Always a pleasure to connect with people in the industry that I respect and have something to share with other up-and-coming coffee professionals.
Chatting with Jonathon left me these take-aways:
- You have to tie in your culture into the level of quality you expect. Third wave cafes can be guilty of focusing on quality of coffee but they don’t always starting with core culture.
- Sugar is good. You can’t make a biscuit without sugar and salt. These pull out the flavors and help us to appreciate the balance. Also sugar and cream can be highlights. In the late 90’s and early 2000’s drinking some of the coffee that was out there in the marketplace was indeed a challenge. Now so many locations have amazing coffee like an Ethiopian that tastes like blueberries and they know how to brew it.
- Consumers/customers get trained to drink coffee a certain way. If we teach them that they need to put sugar in it, then we need to teach them they don’t need to put sugar in it anymore.
- So many people are brewing beer with coffee in it. Some ‘die hard’ baristas don’t like sugar in their coffee but then they love coffee in beer, is there a disconnect there?

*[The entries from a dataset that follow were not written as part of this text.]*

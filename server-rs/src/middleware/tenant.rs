use axum::{
    extract::{Request, State},
    middleware::Next,
    response::Response,
};
use hmac::{Hmac, Mac};
use sha2::Sha256;

use crate::error::AppError;
use crate::AppState;

type HmacSha256 = Hmac<Sha256>;

#[derive(Debug, Clone)]
pub struct TenantId(pub String);

/// Extracts the tenant id from an API key of the form `tenant_{id}_{secret}`, where
/// `secret` is the hex HMAC-SHA256 of the id under `signing_secret`. An empty signing
/// secret accepts no keys.
pub fn tenant_from_api_key<'a>(key: &'a str, signing_secret: &str) -> Option<&'a str> {
    if signing_secret.is_empty() {
        return None;
    }
    let mut parts = key.splitn(3, '_');
    let (Some("tenant"), Some(id), Some(secret)) = (parts.next(), parts.next(), parts.next())
    else {
        return None;
    };
    if id.is_empty() {
        return None;
    }

    let expected = hex::decode(secret).ok()?;
    let mut mac = HmacSha256::new_from_slice(signing_secret.as_bytes()).ok()?;
    mac.update(id.as_bytes());
    mac.verify_slice(&expected).ok()?;
    Some(id)
}

#[cfg(test)]
pub(crate) fn issue_api_key(tenant_id: &str, signing_secret: &str) -> String {
    let mut mac = HmacSha256::new_from_slice(signing_secret.as_bytes()).unwrap();
    mac.update(tenant_id.as_bytes());
    format!("tenant_{}_{}", tenant_id, hex::encode(mac.finalize().into_bytes()))
}

/// Middleware: resolves the tenant from the api key header, falling back to the
/// configured default tenant. Requests with neither are rejected.
pub async fn resolve_tenant(
    State(state): State<AppState>,
    mut req: Request,
    next: Next,
) -> Result<Response, AppError> {
    let from_key = req
        .headers()
        .get(&state.config.tenant.api_key_header)
        .and_then(|v| v.to_str().ok())
        .and_then(|key| tenant_from_api_key(key, &state.config.tenant.api_key_secret))
        .map(str::to_string);

    let tenant_id = match from_key {
        Some(id) => id,
        None if !state.config.tenant.default_tenant_id.is_empty() => {
            state.config.tenant.default_tenant_id.clone()
        }
        None => return Err(AppError::Unauthorized("Missing or invalid API key".into())),
    };

    req.extensions_mut().insert(TenantId(tenant_id));
    Ok(next.run(req).await)
}
//! Persistence seam for the billing engine.
//!
//! Every method is one atomic unit: either all of its writes become visible or none do.
//! `PgBillingStore` runs each unit in a single PostgreSQL transaction; the in-memory
//! store used by the tests holds one lock for the duration of a call.

use async_trait::async_trait;
use chrono::{DateTime, Duration, Utc};
use uuid::Uuid;

use crate::error::{AppError, AppResult};
use crate::models::{
    quote, AddOnSubscription, BillingNotification, LedgerDrift, LedgerPosting, LimitResource,
    NewNotification, NewWalletEntry, NewWebhookEvent, PaymentProvider, Quote, Subscription,
    SubscriptionPatch, SubscriptionUpsert, TransactionType, UsagePeriod, UsageResource, Wallet,
    WalletTransaction, WebhookClaim, WebhookEvent,
};

#[cfg(test)]
pub mod memory;
pub mod postgres;

pub use postgres::PgBillingStore;

/// Metered usage against a period. The store prices it against the locked counter.
#[derive(Debug, Clone)]
pub struct UsageCommit {
    pub tenant_id: String,
    pub period_id: Uuid,
    pub resource: UsageResource,
    pub quantity: i64,
    /// `None` is unlimited.
    pub quota: Option<i64>,
    /// Minor units per overage unit.
    pub rate: i64,
}

impl UsageCommit {
    /// Quotes the commit against the counter value `used` and builds the overage debit.
    pub fn price(&self, used: i64) -> AppResult<(Quote, Option<NewWalletEntry>)> {
        let out_of_range = || AppError::BadRequest("Usage quantity is out of range".into());
        used.checked_add(self.quantity).ok_or_else(out_of_range)?;
        let quote = quote(self.quota, used, self.quantity, self.rate).ok_or_else(out_of_range)?;

        let charge = (quote.cost > 0).then(|| NewWalletEntry {
            tenant_id: self.tenant_id.clone(),
            amount: -quote.cost,
            tx_type: TransactionType::Usage,
            reference_id: None,
            description: format!(
                "{} overage: {} x {}",
                self.resource, quote.overage_quantity, self.rate
            ),
        });
        Ok((quote, charge))
    }
}

#[derive(Debug, Clone)]
pub struct UsageReceipt {
    pub period: UsagePeriod,
    pub quote: Quote,
}

#[derive(Debug, Clone)]
pub struct AddOnPurchase {
    pub tenant_id: String,
    pub addon_id: String,
    pub quantity: i32,
    pub charge: Option<NewWalletEntry>,
}

#[async_trait]
pub trait BillingStore: Send + Sync {
    // Wallet ledger

    /// Applies a signed amount to the tenant's wallet (creating it at zero if needed)
    /// and appends the matching transaction. Fails with `InsufficientFunds` when the
    /// balance would go negative. A repeated `(tx_type, reference_id)` returns the
    /// original posting with `duplicate = true`.
    async fn post_wallet_entry(&self, entry: NewWalletEntry) -> AppResult<LedgerPosting>;

    async fn wallet(&self, tenant_id: &str) -> AppResult<Option<Wallet>>;

    /// Most recent first.
    async fn wallet_transactions(
        &self,
        tenant_id: &str,
        limit: i64,
    ) -> AppResult<Vec<WalletTransaction>>;

    /// Wallets whose balance differs from the sum of their transactions.
    async fn ledger_drift(&self) -> AppResult<Vec<LedgerDrift>>;

    // Subscriptions

    async fn active_subscription(&self, tenant_id: &str) -> AppResult<Option<Subscription>>;

    async fn subscription_by_provider_id(
        &self,
        provider: PaymentProvider,
        provider_subscription_id: &str,
    ) -> AppResult<Option<Subscription>>;

    /// `canceled` is terminal: neither this nor `patch_subscription` moves a canceled
    /// row to another status.
    async fn upsert_subscription(&self, upsert: SubscriptionUpsert) -> AppResult<Subscription>;

    async fn patch_subscription(
        &self,
        subscription_id: Uuid,
        patch: SubscriptionPatch,
    ) -> AppResult<Subscription>;

    // Usage periods

    async fn current_usage_period(
        &self,
        subscription_id: Uuid,
        at: DateTime<Utc>,
    ) -> AppResult<Option<UsagePeriod>>;

    /// Opens `[start, end)` for the subscription. A period overlapping that window is
    /// extended instead, so repeated or overlapping openings converge on one row.
    async fn open_usage_period(
        &self,
        subscription_id: Uuid,
        start: DateTime<Utc>,
        end: DateTime<Utc>,
    ) -> AppResult<UsagePeriod>;

    /// Locks the period counter, quotes the usage against it, debits any overage and
    /// increments the counter. Concurrent commits on one period queue behind the lock.
    /// A failed debit leaves the counter untouched.
    async fn commit_usage(&self, commit: UsageCommit) -> AppResult<UsageReceipt>;

    // Add-ons

    async fn addon_subscriptions(
        &self,
        tenant_id: &str,
        active_only: bool,
    ) -> AppResult<Vec<AddOnSubscription>>;

    /// Debits the charge (if any) and records the active add-on together.
    async fn purchase_addon(&self, purchase: AddOnPurchase) -> AppResult<AddOnSubscription>;

    /// Cancels every active row of the add-on; returns how many rows changed.
    async fn cancel_addon(&self, tenant_id: &str, addon_id: &str) -> AppResult<u64>;

    // Provisioned resources

    async fn count_active_resources(
        &self,
        tenant_id: &str,
        resource: LimitResource,
    ) -> AppResult<i64>;

    // Webhook idempotency

    async fn claim_webhook_event(
        &self,
        event: NewWebhookEvent,
        reclaim_after: Duration,
    ) -> AppResult<WebhookClaim>;

    async fn complete_webhook_event(
        &self,
        provider: PaymentProvider,
        event_id: &str,
    ) -> AppResult<()>;

    async fn fail_webhook_event(
        &self,
        provider: PaymentProvider,
        event_id: &str,
        error: &str,
    ) -> AppResult<()>;

    async fn failed_webhook_events(&self, limit: i64) -> AppResult<Vec<WebhookEvent>>;

    // Notifications

    /// Idempotent per `(tenant_id, kind, reference_id)`.
    async fn create_notification(&self, notification: NewNotification) -> AppResult<()>;

    async fn notifications(
        &self,
        tenant_id: &str,
        limit: i64,
    ) -> AppResult<Vec<BillingNotification>>;

    async fn health_check(&self) -> bool;
}
use axum::{
    extract::{Path, Query, State},
    Json,
};
use serde_json::{json, Value};

use crate::error::AppResult;
use crate::models::RefundRequest;
use crate::routes::billing::LimitQuery;
use crate::services::wallet;
use crate::AppState;

/// Wallets whose balance disagrees with their transaction log. Empty when healthy.
pub async fn ledger_drift(State(state): State<AppState>) -> AppResult<Json<Value>> {
    let drift = wallet::verify_ledger(state.store.as_ref()).await?;
    Ok(Json(json!({ "healthy": drift.is_empty(), "drift": drift })))
}

pub async fn failed_webhooks(
    State(state): State<AppState>,
    Query(q): Query<LimitQuery>,
) -> AppResult<Json<Value>> {
    let limit = q.limit.unwrap_or(50).clamp(1, 500);
    let events = state.store.failed_webhook_events(limit).await?;
    Ok(Json(json!({ "events": events })))
}

pub async fn refund(
    State(state): State<AppState>,
    Path(tenant_id): Path<String>,
    Json(body): Json<RefundRequest>,
) -> AppResult<Json<Value>> {
    let posting = wallet::refund(
        state.store.as_ref(),
        &tenant_id,
        body.amount,
        &body.reference_id,
        body.description.as_deref().unwrap_or("Usage refund"),
    )
    .await?;
    Ok(Json(json!({
        "transaction": posting.transaction,
        "balance": posting.balance,
        "duplicate": posting.duplicate,
    })))
}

- Jonathon: How was I able to make coffee a career was by “Understanding the diversity of coffee and all the groups it touches.” See how he is focusing on the coffee as the vehicle to touch someone’s day, emotions and senses? What that looks like is getting a cafe’s quality up, or expanding their menu offerings so it resonates with customers.

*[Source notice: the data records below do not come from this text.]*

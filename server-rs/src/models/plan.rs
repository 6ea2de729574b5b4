use serde::Serialize;

use crate::models::usage::{LimitResource, UsageResource};

/// Included quotas for a plan. `None` means unlimited.
#[derive(Debug, Clone, Copy, Serialize)]
#[serde(rename_all = "camelCase")]
pub struct Quotas {
    pub voice_minutes: Option<i64>,
    pub sms_messages: Option<i64>,
    pub emails: Option<i64>,
    pub phone_numbers: Option<i64>,
}

impl Quotas {
    pub fn for_usage(&self, resource: UsageResource) -> Option<i64> {
        match resource {
            UsageResource::Sms => self.sms_messages,
            UsageResource::Email => self.emails,
            UsageResource::VoiceMinutes => self.voice_minutes,
        }
    }

    pub fn for_limit(&self, resource: LimitResource) -> Option<i64> {
        match resource {
            LimitResource::PhoneNumbers => self.phone_numbers,
        }
    }
}

#[derive(Debug, Clone, Copy, Serialize)]
#[serde(rename_all = "camelCase")]
pub struct Plan {
    pub id: &'static str,
    pub name: &'static str,
    /// Minor currency units per month; `None` for custom-priced plans.
    pub monthly_price: Option<i64>,
    /// Credited to the wallet on every paid subscription invoice.
    pub monthly_wallet_grant: i64,
    pub quotas: Quotas,
    pub features: &'static [&'static str],
}

/// Partial quota delta contributed by one unit of an add-on.
#[derive(Debug, Clone, Copy, Default, Serialize)]
#[serde(rename_all = "camelCase")]
pub struct LimitIncrease {
    #[serde(skip_serializing_if = "Option::is_none")]
    pub phone_numbers: Option<i64>,
}

impl LimitIncrease {
    pub fn for_limit(&self, resource: LimitResource) -> i64 {
        match resource {
            LimitResource::PhoneNumbers => self.phone_numbers.unwrap_or(0),
        }
    }
}

#[derive(Debug, Clone, Copy, Serialize)]
#[serde(rename_all = "camelCase")]
pub struct AddOn {
    pub id: &'static str,
    pub name: &'static str,
    pub monthly_price: i64,
    pub limit_increase: LimitIncrease,
    /// Feature flag unlocked by the add-on, for add-ons that carry no limit delta.
    #[serde(skip_serializing_if = "Option::is_none")]
    pub feature: Option<&'static str>,
}

/// Per-unit overage prices in minor currency units.
#[derive(Debug, Clone, Copy, Serialize)]
#[serde(rename_all = "camelCase")]
pub struct OverageRates {
    pub sms_message: i64,
    pub voice_minute: i64,
    pub email: Option<i64>,
}

impl OverageRates {
    pub fn for_usage(&self, resource: UsageResource) -> i64 {
        match resource {
            UsageResource::Sms => self.sms_message,
            UsageResource::VoiceMinutes => self.voice_minute,
            UsageResource::Email => self.email.unwrap_or(0),
        }
    }
}

pub const ALL_FEATURES: &[&str] = &[
    "voice_agents",
    "sms_channel",
    "email_channel",
    "whatsapp_channel",
    "knowledge_base",
    "call_recording",
    "custom_branding",
    "priority_support",
];

pub const PLANS: &[Plan] = &[
    Plan {
        id: "starter",
        name: "Starter",
        monthly_price: Some(4_900),
        monthly_wallet_grant: 500,
        quotas: Quotas {
            voice_minutes: Some(300),
            sms_messages: Some(1_500),
            emails: Some(5_000),
            phone_numbers: Some(1),
        },
        features: &["voice_agents", "sms_channel", "email_channel"],
    },
    Plan {
        id: "pro",
        name: "Pro",
        monthly_price: Some(14_900),
        monthly_wallet_grant: 2_000,
        quotas: Quotas {
            voice_minutes: Some(1_500),
            sms_messages: Some(10_000),
            emails: Some(25_000),
            phone_numbers: Some(5),
        },
        features: &[
            "voice_agents",
            "sms_channel",
            "email_channel",
            "whatsapp_channel",
            "knowledge_base",
            "call_recording",
        ],
    },
    Plan {
        id: "enterprise",
        name: "Enterprise",
        monthly_price: None,
        monthly_wallet_grant: 0,
        quotas: Quotas {
            voice_minutes: None,
            sms_messages: None,
            emails: None,
            phone_numbers: None,
        },
        features: ALL_FEATURES,
    },
];

pub const ADDONS: &[AddOn] = &[
    AddOn {
        id: "phone_number",
        name: "Additional phone number",
        monthly_price: 1_500,
        limit_increase: LimitIncrease {
            phone_numbers: Some(1),
        },
        feature: None,
    },
    AddOn {
        id: "call_recording",
        name: "Call recording",
        monthly_price: 1_000,
        limit_increase: LimitIncrease {
            phone_numbers: None,
        },
        feature: Some("call_recording"),
    },
    AddOn {
        id: "custom_branding",
        name: "Custom branding",
        monthly_price: 2_500,
        limit_increase: LimitIncrease {
            phone_numbers: None,
        },
        feature: Some("custom_branding"),
    },
];

pub const OVERAGE_RATE: OverageRates = OverageRates {
    sms_message: 3,
    voice_minute: 12,
    email: None,
};

pub fn find_plan(plan_id: &str) -> Option<&'static Plan> {
    PLANS.iter().find(|p| p.id == plan_id)
}

pub fn find_addon(addon_id: &str) -> Option<&'static AddOn> {
    ADDONS.iter().find(|a| a.id == addon_id)
}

- We all want to be barista-rock-stars. And you can get to that level, customers will tell you that and you will see your talent reflected in their happiness.
- If you are more meticulous with your process you will see your quality improve. Consistency day-to-day.
- Allow your baristas to have a path to move up. Whether that’s internal competitions or different job titles. Give them avenues for success and watch your great baristas walk down that path.
- How do you learn what tastes good? You experiment and you try to figure it out on your own. Also learn how to take apart a machine and clean it out. That is a skill you’ll use as a barista. Is your barista skill at 100% or not? You need to know how to take care of your tools. When was the last time you cleaned the inside lid of your ice maker?
- How are you showing your value to the owner or manager of your cafe? you can maintain these crazy expensive machines. You can come up with new specials that are incredible tasting and also have a nice margin of profitability. First build on earning more trust, then a raise will follow.
Which points were your favorite?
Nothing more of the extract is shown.